### TASK DESCRIPTION
The answer must be an exact reproduction of the lines from the start of the records below through the line containing "Default chunk size for whole-file loads.", and nothing more.
··· DATA IN THIS EXERCISE ···
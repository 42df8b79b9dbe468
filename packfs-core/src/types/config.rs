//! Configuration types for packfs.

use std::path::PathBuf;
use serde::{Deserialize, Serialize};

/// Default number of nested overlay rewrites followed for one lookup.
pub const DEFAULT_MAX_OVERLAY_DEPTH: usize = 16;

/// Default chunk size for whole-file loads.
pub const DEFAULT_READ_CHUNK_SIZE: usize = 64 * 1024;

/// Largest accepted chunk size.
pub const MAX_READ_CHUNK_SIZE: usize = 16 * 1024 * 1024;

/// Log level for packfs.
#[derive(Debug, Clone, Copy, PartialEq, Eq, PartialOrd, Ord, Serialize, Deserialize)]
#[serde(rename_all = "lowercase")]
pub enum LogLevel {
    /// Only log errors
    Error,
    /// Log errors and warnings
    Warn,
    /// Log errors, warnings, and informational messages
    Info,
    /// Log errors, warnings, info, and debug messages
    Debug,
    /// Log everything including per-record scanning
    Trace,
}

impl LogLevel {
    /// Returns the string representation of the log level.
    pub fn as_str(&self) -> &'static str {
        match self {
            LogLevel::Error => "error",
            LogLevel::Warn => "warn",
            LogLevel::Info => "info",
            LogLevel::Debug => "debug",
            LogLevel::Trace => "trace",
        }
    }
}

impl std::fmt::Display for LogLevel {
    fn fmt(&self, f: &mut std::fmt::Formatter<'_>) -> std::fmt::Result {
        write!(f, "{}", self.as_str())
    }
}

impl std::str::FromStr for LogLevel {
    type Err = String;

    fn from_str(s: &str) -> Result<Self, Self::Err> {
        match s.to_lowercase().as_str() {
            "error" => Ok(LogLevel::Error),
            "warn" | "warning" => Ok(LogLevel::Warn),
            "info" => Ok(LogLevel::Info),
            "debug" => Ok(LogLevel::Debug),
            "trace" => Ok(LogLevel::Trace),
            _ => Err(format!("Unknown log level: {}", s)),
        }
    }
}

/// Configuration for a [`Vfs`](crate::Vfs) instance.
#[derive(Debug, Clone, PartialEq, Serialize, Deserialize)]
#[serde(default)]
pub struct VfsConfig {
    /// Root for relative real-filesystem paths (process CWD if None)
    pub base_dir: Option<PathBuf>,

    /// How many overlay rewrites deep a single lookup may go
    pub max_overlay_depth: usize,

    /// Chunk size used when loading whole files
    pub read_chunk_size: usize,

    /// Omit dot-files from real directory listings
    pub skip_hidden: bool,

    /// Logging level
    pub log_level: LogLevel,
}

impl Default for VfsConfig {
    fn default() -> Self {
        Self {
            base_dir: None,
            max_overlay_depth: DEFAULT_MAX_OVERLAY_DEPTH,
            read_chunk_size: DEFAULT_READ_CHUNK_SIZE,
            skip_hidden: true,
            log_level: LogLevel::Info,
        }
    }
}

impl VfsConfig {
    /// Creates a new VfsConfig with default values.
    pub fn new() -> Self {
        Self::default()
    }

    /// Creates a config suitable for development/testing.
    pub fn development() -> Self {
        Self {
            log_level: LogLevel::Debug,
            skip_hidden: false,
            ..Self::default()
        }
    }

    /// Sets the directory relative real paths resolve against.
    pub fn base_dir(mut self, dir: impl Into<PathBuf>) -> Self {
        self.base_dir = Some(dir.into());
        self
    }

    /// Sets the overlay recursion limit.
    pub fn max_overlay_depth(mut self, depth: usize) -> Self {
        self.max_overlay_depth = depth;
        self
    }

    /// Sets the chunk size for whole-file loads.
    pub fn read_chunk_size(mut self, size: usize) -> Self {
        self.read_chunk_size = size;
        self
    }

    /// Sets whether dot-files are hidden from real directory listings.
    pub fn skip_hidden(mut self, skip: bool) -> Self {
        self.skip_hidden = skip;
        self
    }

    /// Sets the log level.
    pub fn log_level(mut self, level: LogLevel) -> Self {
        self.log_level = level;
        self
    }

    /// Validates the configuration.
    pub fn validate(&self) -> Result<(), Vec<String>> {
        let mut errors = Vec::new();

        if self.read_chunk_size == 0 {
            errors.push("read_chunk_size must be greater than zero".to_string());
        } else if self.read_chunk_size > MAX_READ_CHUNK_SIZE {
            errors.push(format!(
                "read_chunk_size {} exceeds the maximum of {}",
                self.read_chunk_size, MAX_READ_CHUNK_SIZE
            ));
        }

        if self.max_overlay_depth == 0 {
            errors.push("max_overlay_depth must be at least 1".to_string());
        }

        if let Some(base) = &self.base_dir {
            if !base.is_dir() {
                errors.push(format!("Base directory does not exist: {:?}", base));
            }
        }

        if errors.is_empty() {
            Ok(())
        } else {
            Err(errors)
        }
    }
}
···
### ANSWER
repository 42df8b79b9dbe468
filename packfs-core/src/types/config.rs
//! Configuration types for packfs.

use std::path::PathBuf;
use serde::{Deserialize, Serialize};

/// Default number of nested overlay rewrites followed for one lookup.
pub const DEFAULT_MAX_OVERLAY_DEPTH: usize = 16;

/// Default chunk size for whole-file loads.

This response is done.